[Collected data]

————

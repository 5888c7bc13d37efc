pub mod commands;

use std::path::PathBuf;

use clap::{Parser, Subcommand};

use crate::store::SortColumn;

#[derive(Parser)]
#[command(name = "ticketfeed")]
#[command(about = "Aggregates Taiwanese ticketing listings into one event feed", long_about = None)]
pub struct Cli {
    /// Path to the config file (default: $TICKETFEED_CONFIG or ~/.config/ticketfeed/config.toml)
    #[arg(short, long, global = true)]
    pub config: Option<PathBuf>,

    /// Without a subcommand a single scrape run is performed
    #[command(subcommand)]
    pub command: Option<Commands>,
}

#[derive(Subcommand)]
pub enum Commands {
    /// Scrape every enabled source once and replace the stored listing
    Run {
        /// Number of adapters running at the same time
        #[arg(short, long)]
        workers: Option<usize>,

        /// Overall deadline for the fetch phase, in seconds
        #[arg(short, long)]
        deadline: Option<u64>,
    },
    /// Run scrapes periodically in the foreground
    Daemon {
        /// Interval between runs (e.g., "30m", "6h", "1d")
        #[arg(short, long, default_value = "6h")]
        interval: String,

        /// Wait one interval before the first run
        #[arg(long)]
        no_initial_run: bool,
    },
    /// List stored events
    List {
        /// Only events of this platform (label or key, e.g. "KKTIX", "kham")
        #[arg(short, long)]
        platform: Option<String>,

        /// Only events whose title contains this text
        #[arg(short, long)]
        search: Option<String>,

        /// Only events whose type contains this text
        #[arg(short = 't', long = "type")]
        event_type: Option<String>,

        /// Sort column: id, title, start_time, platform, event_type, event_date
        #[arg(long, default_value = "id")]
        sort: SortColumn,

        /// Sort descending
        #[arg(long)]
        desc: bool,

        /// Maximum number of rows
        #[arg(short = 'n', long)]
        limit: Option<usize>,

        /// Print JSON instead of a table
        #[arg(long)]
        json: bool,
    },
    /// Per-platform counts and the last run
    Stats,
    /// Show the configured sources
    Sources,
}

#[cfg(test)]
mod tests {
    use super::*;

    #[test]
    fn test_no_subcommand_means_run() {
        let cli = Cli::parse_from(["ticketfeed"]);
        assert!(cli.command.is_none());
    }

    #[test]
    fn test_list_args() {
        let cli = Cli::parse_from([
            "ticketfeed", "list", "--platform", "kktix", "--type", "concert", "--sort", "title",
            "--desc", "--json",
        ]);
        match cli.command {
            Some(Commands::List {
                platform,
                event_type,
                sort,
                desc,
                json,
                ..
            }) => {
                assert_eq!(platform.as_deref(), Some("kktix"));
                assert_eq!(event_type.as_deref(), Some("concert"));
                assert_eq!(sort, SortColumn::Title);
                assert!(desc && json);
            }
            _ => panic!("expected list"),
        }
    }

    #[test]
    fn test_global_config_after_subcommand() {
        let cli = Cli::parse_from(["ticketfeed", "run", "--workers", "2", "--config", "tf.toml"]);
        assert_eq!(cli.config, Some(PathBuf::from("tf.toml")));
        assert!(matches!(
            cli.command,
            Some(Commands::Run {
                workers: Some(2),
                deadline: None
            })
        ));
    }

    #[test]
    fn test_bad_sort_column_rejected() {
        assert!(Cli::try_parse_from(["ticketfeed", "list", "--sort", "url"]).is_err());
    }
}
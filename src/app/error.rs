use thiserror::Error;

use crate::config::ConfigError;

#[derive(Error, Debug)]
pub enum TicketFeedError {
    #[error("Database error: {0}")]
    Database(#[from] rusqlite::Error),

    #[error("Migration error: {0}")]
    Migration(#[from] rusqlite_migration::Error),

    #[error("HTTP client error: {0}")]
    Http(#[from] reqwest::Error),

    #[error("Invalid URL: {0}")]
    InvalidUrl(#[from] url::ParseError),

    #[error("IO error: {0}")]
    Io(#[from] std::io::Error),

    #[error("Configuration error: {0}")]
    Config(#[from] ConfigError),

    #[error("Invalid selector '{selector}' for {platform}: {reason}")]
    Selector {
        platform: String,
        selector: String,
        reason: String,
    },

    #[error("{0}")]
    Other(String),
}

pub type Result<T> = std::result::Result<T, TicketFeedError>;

————

■ **PROBLEM DETAILS**
What is wanted is an exact copy of the data.

■ **OUTPUT**
repository 5888c7bc13d37efc
pub mod commands;

use std::path::PathBuf;

use clap::{Parser, Subcommand};

use crate::store::SortColumn;

#[derive(Parser)]
#[command(name = "ticketfeed")]
#[command(about = "Aggregates Taiwanese ticketing listings into one event feed", long_about = None)]
pub struct Cli {
    /// Path to the config file (default: $TICKETFEED_CONFIG or ~/.config/ticketfeed/config.toml)
    #[arg(short, long, global = true)]
    pub config: Option<PathBuf>,

    /// Without a subcommand a single scrape run is performed
    #[command(subcommand)]
    pub command: Option<Commands>,
}

#[derive(Subcommand)]
pub enum Commands {
    /// Scrape every enabled source once and replace the stored listing
    Run {
        /// Number of adapters running at the same time
        #[arg(short, long)]
        workers: Option<usize>,

        /// Overall deadline for the fetch phase, in seconds
        #[arg(short, long)]
        deadline: Option<u64>,
    },
    /// Run scrapes periodically in the foreground
    Daemon {
        /// Interval between runs (e.g., "30m", "6h", "1d")
        #[arg(short, long, default_value = "6h")]
        interval: String,

        /// Wait one interval before the first run
        #[arg(long)]
        no_initial_run: bool,
    },
    /// List stored events
    List {
        /// Only events of this platform (label or key, e.g. "KKTIX", "kham")
        #[arg(short, long)]
        platform: Option<String>,

        /// Only events whose title contains this text
        #[arg(short, long)]
        search: Option<String>,

        /// Only events whose type contains this text
        #[arg(short = 't', long = "type")]
        event_type: Option<String>,

        /// Sort column: id, title, start_time, platform, event_type, event_date
        #[arg(long, default_value = "id")]
        sort: SortColumn,

        /// Sort descending
        #[arg(long)]
        desc: bool,

        /// Maximum number of rows
        #[arg(short = 'n', long)]
        limit: Option<usize>,

        /// Print JSON instead of a table
        #[arg(long)]
        json: bool,
    },
    /// Per-platform counts and the last run
    Stats,
    /// Show the configured sources
    Sources,
}

#[cfg(test)]
mod tests {
    use super::*;

    #[test]
    fn test_no_subcommand_means_run() {
        let cli = Cli::parse_from(["ticketfeed"]);
        assert!(cli.command.is_none());
    }

    #[test]
    fn test_list_args() {
        let cli = Cli::parse_from([
            "ticketfeed", "list", "--platform", "kktix", "--type", "concert", "--sort", "title",
            "--desc", "--json",
        ]);
        match cli.command {
            Some(Commands::List {
                platform,
                event_type,
                sort,
                desc,
                json,
                ..
            }) => {
                assert_eq!(platform.as_deref(), Some("kktix"));
                assert_eq!(event_type.as_deref(), Some("concert"));
                assert_eq!(sort, SortColumn::Title);
                assert!(desc && json);
            }
            _ => panic!("expected list"),
        }
    }

    #[test]
    fn test_global_config_after_subcommand() {
        let cli = Cli::parse_from(["ticketfeed", "run", "--workers", "2", "--config", "tf.toml"]);
        assert_eq!(cli.config, Some(PathBuf::from("tf.toml")));
        assert!(matches!(
            cli.command,
            Some(Commands::Run {
                workers: Some(2),
                deadline: None
            })
        ));
    }

    #[test]
    fn test_bad_sort_column_rejected() {
        assert!(Cli::try_parse_from(["ticketfeed", "list", "--sort", "url"]).is_err());
    }
}
filename src/app/error.rs
use thiserror::Error;

use crate::config::ConfigError;

#[derive(Error, Debug)]
pub enum TicketFeedError {
    #[error("Database error: {0}")]
    Database(#[from] rusqlite::Error),

    #[error("Migration error: {0}")]
    Migration(#[from] rusqlite_migration::Error),

    #[error("HTTP client error: {0}")]
    Http(#[from] reqwest::Error),

    #[error("Invalid URL: {0}")]
    InvalidUrl(#[from] url::ParseError),

    #[error("IO error: {0}")]
    Io(#[from] std::io::Error),

    #[error("Configuration error: {0}")]
    Config(#[from] ConfigError),

    #[error("Invalid selector '{selector}' for {platform}: {reason}")]
    Selector {
        platform: String,
        selector: String,
        reason: String,
    },

    #[error("{0}")]
    Other(String),
}

pub type Result<T> = std::result::Result<T, TicketFeedError>;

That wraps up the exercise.